■ **EXERCISE DIRECTIONS**: Only lines with the string "ReceivedEmail" are wanted. Pull them out of the data.

=======

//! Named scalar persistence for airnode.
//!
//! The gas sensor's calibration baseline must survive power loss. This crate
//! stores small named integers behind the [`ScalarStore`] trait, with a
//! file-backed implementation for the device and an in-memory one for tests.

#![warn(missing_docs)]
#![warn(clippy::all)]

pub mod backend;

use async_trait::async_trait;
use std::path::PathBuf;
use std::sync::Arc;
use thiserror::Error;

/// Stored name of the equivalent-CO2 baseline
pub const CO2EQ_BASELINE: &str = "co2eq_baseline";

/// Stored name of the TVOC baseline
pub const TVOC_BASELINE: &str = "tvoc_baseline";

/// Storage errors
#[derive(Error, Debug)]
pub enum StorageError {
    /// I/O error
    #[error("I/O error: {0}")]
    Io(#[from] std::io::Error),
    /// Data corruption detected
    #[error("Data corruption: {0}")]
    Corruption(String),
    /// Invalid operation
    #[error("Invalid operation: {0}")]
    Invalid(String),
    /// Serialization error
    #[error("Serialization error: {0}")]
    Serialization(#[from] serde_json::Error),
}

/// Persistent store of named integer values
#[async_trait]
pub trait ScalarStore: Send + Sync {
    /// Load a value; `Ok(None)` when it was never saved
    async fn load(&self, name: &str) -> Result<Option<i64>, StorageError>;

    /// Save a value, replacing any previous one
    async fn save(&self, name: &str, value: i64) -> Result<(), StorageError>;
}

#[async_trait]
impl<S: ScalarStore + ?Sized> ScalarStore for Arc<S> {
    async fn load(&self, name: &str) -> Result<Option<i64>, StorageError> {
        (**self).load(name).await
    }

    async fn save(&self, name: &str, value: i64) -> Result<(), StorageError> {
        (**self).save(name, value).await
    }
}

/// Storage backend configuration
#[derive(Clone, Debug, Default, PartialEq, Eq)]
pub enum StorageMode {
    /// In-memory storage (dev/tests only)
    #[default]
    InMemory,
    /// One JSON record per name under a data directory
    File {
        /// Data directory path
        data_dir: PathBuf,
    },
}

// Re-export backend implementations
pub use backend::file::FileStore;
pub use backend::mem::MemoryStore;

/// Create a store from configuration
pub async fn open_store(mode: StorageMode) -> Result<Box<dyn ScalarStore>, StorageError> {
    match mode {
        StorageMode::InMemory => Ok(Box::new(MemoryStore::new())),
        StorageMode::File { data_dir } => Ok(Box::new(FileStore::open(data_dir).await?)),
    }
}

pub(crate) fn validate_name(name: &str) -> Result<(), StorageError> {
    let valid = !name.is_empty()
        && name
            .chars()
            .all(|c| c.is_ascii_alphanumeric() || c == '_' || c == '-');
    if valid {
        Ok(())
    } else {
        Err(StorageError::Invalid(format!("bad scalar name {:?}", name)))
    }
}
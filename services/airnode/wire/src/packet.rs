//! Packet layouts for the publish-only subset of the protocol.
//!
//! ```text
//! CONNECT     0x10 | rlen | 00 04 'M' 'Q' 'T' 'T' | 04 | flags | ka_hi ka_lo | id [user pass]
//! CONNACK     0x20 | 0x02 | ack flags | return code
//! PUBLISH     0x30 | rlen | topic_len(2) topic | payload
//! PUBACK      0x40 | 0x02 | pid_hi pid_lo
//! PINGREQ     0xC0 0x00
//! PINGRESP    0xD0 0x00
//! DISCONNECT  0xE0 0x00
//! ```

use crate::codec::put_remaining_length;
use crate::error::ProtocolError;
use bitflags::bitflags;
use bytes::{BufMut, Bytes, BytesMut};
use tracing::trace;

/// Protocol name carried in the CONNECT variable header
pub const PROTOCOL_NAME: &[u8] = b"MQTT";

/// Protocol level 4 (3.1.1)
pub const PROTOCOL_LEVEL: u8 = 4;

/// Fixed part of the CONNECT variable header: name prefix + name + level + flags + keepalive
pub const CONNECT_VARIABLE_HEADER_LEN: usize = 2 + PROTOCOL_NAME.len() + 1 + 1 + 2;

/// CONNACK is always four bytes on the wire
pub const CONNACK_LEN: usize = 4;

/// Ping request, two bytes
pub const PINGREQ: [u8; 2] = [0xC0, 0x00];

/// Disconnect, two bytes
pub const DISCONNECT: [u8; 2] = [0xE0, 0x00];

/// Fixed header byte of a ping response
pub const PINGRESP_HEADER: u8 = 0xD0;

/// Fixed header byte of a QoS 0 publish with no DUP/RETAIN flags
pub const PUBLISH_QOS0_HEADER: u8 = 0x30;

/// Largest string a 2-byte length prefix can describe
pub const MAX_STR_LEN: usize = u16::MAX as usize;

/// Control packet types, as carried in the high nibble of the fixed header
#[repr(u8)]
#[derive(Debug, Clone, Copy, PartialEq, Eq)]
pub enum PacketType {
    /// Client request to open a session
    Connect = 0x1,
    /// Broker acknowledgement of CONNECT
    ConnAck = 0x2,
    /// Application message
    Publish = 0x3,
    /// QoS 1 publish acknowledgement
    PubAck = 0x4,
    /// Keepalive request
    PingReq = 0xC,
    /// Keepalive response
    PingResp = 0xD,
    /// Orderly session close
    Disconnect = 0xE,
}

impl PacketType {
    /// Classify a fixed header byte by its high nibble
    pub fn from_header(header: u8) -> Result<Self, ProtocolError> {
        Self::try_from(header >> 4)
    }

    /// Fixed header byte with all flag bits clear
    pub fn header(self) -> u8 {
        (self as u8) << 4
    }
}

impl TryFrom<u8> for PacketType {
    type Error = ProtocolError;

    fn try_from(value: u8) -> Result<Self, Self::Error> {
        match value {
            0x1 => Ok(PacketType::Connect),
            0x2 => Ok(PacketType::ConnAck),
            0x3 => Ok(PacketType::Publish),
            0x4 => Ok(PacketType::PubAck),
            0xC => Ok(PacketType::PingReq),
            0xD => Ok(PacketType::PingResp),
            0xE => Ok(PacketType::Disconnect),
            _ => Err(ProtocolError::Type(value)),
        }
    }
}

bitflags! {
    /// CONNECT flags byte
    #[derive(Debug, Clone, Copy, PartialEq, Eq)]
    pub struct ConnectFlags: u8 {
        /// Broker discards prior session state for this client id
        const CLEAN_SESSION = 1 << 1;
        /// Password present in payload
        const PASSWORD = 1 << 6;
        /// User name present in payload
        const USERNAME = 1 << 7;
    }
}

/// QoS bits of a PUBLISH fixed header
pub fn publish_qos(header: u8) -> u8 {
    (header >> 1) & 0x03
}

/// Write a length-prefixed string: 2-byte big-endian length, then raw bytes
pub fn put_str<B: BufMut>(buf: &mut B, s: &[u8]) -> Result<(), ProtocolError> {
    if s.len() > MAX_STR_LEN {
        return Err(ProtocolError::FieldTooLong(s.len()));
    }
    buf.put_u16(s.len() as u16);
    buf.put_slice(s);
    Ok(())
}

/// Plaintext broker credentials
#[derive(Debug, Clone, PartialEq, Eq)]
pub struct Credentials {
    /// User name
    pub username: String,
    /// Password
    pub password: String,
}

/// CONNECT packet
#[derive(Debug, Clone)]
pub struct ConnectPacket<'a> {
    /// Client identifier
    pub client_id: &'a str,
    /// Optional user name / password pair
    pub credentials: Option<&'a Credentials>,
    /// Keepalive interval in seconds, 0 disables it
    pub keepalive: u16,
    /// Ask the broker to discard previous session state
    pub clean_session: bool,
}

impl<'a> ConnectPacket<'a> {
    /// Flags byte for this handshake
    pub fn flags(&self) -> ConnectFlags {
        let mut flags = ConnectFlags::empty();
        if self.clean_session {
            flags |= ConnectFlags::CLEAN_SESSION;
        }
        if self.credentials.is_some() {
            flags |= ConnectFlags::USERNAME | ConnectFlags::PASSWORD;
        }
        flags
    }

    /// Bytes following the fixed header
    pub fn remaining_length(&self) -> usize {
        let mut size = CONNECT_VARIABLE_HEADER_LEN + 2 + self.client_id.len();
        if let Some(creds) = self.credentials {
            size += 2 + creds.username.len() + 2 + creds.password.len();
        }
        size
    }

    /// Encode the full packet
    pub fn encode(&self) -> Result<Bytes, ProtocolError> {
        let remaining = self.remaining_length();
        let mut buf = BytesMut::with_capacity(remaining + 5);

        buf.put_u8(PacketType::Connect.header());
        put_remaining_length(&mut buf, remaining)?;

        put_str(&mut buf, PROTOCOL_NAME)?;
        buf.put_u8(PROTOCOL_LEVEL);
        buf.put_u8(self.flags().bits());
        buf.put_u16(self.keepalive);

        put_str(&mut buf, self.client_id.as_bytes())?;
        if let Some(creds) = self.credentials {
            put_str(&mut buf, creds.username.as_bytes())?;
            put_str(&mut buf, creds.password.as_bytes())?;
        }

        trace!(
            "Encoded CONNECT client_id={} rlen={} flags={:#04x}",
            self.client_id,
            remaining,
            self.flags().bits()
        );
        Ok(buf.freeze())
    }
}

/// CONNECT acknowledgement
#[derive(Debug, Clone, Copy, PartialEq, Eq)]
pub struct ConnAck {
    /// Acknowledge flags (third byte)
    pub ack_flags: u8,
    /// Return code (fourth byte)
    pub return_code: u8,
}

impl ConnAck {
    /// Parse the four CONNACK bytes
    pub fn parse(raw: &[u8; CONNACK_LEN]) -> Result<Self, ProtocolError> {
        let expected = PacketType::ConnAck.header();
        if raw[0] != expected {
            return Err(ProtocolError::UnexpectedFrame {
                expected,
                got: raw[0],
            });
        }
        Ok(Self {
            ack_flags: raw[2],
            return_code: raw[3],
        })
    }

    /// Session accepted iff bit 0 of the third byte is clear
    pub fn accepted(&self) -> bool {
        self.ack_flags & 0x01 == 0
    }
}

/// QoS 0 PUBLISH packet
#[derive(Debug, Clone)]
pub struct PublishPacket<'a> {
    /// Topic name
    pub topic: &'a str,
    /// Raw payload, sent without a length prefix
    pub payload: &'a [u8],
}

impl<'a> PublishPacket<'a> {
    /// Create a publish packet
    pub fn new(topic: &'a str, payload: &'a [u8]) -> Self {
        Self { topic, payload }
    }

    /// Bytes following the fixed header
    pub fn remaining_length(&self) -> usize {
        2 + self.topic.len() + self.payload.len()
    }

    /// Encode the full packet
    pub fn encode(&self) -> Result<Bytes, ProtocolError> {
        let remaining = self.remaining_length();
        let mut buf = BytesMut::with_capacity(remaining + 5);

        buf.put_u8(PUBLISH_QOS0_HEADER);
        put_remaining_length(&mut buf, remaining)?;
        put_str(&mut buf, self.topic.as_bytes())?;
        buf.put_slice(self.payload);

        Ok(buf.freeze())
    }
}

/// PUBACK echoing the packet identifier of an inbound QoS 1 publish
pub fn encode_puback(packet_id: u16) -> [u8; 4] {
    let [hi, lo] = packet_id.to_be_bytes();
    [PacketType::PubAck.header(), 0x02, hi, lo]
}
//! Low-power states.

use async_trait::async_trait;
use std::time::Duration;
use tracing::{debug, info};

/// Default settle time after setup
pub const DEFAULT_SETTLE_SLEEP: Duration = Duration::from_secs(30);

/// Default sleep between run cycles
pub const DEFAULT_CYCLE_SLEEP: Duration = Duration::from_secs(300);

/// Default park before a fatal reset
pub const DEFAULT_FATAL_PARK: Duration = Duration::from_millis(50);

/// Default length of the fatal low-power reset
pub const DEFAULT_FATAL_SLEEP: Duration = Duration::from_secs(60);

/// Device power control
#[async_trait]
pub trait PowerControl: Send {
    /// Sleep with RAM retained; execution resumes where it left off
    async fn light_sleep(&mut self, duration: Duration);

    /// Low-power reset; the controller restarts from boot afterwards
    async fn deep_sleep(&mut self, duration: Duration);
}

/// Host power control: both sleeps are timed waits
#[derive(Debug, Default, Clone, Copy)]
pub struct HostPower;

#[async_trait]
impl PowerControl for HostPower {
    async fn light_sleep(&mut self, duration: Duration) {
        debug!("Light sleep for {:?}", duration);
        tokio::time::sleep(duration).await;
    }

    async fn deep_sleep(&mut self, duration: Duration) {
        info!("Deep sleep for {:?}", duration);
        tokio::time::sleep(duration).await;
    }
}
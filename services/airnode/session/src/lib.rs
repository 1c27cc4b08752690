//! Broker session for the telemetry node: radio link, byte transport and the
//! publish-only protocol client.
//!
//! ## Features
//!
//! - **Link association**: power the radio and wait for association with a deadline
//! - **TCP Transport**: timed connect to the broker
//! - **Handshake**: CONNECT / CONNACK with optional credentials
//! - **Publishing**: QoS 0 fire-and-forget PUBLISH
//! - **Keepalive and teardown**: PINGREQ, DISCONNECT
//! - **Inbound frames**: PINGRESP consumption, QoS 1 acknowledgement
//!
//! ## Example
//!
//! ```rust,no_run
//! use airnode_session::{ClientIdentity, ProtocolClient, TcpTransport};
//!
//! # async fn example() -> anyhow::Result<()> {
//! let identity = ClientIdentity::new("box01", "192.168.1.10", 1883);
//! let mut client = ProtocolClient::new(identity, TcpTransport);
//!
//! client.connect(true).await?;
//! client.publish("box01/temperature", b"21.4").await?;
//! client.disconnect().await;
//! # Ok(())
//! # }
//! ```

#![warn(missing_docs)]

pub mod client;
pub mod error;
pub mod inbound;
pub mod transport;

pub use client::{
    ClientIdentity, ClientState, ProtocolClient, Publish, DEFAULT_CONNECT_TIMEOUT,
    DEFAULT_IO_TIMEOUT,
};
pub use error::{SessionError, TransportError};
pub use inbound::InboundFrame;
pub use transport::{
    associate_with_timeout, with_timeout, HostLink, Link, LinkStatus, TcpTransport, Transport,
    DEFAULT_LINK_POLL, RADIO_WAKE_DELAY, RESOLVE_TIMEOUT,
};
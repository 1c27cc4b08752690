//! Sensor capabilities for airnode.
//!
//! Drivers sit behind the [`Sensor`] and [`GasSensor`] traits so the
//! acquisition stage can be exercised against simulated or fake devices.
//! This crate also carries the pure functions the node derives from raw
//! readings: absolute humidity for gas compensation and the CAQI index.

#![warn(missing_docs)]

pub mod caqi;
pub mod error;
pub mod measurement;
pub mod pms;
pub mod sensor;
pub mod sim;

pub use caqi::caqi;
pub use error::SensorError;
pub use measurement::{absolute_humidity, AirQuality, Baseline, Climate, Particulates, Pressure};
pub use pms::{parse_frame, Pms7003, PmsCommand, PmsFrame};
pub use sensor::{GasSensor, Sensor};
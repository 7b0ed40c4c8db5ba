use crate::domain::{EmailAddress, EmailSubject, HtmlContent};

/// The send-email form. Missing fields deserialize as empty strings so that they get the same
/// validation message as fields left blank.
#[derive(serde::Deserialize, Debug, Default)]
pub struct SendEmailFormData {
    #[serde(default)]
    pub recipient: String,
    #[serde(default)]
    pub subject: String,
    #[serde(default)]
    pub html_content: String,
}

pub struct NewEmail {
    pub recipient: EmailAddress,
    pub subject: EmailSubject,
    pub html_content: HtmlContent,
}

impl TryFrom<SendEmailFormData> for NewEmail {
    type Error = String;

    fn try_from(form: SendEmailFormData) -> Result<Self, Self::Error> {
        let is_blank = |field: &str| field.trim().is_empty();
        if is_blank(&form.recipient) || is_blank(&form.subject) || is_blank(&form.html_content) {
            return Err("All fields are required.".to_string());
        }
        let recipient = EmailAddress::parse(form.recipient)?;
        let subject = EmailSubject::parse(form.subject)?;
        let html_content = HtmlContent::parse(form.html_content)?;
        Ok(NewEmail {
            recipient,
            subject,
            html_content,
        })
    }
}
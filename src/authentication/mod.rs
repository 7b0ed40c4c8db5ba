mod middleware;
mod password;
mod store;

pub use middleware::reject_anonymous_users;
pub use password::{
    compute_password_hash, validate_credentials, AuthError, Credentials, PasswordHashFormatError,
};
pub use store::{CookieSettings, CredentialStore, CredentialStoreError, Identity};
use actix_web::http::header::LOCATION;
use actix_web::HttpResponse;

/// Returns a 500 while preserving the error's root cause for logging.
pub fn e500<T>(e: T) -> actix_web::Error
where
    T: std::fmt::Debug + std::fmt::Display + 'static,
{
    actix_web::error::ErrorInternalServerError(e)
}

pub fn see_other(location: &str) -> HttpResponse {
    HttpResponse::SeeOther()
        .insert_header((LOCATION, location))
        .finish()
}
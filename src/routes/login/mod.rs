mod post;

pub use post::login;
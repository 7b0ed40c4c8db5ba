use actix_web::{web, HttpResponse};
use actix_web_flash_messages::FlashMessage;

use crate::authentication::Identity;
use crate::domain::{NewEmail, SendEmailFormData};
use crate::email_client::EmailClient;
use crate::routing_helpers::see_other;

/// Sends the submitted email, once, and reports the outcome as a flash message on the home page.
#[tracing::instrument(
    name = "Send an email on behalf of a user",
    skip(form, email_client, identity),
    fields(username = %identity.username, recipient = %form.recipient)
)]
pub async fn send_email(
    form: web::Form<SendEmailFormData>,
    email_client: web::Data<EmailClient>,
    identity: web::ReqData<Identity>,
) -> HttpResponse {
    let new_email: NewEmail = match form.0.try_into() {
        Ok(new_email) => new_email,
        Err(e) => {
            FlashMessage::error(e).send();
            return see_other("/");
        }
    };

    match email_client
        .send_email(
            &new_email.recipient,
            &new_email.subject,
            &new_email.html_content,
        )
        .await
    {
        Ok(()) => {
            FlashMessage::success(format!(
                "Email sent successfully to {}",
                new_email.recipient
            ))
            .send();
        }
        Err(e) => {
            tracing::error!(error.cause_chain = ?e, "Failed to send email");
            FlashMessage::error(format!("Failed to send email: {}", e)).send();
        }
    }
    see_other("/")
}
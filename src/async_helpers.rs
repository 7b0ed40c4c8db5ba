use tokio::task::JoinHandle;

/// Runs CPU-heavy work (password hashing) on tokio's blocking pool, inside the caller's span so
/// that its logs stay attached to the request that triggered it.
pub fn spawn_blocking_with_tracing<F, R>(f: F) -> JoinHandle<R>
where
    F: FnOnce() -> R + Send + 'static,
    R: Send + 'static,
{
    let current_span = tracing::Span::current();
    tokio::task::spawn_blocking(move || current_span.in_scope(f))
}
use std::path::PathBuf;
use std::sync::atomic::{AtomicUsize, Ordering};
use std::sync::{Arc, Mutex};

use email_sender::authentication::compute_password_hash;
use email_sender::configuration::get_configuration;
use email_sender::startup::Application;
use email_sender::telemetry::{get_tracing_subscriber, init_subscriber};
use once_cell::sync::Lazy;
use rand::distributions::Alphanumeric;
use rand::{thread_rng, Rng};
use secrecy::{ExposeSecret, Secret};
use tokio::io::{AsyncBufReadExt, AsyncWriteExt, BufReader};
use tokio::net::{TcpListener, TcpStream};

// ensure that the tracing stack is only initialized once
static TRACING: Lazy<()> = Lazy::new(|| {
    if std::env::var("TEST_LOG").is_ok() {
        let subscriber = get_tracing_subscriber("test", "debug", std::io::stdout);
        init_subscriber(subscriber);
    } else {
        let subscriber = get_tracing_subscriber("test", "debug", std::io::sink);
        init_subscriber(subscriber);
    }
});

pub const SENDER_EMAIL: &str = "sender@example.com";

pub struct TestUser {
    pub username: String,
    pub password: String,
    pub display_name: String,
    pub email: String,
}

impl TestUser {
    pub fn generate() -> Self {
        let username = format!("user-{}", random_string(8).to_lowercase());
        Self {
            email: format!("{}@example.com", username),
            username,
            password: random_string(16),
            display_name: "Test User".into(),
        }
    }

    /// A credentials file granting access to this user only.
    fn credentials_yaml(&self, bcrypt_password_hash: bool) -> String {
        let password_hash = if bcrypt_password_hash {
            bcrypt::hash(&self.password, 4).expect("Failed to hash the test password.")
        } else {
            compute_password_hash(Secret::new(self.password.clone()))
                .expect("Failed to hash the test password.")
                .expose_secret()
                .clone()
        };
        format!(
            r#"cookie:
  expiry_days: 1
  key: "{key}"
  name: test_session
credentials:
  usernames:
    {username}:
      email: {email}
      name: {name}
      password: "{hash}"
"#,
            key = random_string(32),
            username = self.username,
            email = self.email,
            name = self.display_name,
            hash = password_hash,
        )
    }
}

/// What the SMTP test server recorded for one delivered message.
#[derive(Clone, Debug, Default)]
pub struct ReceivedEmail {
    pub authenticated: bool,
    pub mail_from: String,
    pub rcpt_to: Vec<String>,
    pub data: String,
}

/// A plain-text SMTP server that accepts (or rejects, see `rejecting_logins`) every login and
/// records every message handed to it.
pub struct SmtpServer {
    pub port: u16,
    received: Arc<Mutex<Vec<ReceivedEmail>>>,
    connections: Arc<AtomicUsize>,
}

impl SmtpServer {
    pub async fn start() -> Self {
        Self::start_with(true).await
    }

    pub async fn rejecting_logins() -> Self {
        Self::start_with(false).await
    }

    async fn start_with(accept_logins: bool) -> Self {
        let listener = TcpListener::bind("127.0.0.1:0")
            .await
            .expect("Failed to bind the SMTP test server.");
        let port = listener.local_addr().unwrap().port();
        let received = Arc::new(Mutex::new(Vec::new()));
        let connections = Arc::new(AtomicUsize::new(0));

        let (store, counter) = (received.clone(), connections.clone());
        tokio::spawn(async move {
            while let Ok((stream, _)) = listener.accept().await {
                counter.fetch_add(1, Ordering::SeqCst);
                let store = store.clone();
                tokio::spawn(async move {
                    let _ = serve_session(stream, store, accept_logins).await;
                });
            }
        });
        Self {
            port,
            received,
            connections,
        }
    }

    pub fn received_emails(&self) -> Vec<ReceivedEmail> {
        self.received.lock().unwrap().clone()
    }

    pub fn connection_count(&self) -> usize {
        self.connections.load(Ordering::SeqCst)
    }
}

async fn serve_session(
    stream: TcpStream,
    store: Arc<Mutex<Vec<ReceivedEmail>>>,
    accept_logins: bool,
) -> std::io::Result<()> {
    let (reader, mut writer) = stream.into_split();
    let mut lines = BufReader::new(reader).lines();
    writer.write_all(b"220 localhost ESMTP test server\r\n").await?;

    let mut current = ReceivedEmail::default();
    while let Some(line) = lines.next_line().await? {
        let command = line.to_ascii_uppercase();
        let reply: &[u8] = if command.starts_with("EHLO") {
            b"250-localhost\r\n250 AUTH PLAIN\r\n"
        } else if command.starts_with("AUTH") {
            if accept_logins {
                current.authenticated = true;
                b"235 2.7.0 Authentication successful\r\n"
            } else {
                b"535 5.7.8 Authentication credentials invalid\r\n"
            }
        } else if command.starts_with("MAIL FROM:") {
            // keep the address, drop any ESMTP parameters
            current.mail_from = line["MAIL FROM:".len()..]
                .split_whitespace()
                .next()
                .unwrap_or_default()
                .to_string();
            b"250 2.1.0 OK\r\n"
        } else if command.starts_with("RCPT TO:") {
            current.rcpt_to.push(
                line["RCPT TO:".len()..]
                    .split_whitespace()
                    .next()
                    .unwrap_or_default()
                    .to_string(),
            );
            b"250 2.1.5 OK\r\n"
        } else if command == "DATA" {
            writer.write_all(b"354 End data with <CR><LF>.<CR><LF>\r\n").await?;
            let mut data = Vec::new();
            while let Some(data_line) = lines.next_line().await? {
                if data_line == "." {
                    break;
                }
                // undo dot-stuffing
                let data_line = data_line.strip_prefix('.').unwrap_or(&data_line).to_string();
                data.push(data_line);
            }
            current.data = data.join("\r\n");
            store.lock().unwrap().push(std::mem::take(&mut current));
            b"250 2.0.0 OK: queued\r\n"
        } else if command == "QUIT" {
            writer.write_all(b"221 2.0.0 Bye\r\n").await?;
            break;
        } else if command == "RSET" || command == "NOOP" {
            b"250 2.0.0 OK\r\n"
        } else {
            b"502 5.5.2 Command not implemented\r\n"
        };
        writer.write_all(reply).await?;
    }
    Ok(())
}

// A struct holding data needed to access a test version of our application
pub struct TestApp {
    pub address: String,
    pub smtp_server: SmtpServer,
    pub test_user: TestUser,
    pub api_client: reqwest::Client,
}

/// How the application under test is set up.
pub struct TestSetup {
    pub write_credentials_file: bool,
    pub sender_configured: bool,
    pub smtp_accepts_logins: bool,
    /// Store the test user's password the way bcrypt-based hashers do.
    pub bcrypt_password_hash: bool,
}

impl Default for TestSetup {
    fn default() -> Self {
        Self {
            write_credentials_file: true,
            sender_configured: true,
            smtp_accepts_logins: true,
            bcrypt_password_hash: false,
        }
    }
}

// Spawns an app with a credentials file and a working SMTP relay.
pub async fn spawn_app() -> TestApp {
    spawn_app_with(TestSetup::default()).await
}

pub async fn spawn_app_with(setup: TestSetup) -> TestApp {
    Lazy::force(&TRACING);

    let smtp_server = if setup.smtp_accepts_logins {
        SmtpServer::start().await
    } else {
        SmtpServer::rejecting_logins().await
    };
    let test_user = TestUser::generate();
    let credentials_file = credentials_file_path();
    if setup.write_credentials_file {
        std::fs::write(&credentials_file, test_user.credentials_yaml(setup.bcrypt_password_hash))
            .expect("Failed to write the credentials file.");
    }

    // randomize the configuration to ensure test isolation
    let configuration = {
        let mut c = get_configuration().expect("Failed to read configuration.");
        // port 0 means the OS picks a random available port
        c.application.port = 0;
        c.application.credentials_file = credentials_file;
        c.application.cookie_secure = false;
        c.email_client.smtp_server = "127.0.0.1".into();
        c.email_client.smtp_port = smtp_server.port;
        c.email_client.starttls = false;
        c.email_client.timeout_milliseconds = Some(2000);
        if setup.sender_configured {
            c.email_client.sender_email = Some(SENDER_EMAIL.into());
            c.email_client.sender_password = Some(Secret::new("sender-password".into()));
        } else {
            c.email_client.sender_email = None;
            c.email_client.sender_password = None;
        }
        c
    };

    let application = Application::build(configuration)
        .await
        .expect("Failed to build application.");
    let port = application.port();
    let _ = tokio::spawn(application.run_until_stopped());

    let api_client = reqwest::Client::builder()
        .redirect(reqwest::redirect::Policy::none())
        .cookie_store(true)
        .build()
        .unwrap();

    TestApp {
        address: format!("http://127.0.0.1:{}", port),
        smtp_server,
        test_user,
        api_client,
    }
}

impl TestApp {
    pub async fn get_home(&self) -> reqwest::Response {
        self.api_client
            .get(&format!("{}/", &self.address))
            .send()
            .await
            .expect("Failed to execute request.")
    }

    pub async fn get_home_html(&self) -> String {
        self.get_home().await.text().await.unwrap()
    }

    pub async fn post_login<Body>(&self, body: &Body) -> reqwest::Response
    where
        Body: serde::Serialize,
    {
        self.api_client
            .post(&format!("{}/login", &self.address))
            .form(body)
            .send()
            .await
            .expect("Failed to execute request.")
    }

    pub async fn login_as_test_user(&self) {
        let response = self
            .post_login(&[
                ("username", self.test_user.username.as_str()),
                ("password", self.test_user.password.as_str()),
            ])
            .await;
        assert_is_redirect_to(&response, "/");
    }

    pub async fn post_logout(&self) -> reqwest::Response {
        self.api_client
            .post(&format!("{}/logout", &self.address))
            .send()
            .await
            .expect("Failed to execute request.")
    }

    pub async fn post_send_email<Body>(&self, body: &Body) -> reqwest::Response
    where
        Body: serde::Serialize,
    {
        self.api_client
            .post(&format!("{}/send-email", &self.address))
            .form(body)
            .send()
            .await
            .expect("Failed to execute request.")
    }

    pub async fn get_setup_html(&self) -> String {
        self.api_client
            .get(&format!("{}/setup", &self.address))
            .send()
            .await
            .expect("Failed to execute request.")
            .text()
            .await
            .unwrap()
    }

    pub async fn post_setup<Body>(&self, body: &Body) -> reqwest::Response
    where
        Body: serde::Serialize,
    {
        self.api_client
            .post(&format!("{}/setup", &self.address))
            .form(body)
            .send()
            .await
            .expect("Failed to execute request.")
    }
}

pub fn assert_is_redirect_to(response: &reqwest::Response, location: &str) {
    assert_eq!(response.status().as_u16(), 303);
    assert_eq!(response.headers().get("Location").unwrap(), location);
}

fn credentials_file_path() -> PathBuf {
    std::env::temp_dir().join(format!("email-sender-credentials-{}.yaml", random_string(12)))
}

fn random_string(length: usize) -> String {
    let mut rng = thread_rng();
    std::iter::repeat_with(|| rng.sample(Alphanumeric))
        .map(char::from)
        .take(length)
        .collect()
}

=======

■ **RESPONSE TO THE TASK**:
pub struct ReceivedEmail {
    received: Arc<Mutex<Vec<ReceivedEmail>>>,
    pub fn received_emails(&self) -> Vec<ReceivedEmail> {
    store: Arc<Mutex<Vec<ReceivedEmail>>>,
    let mut current = ReceivedEmail::default();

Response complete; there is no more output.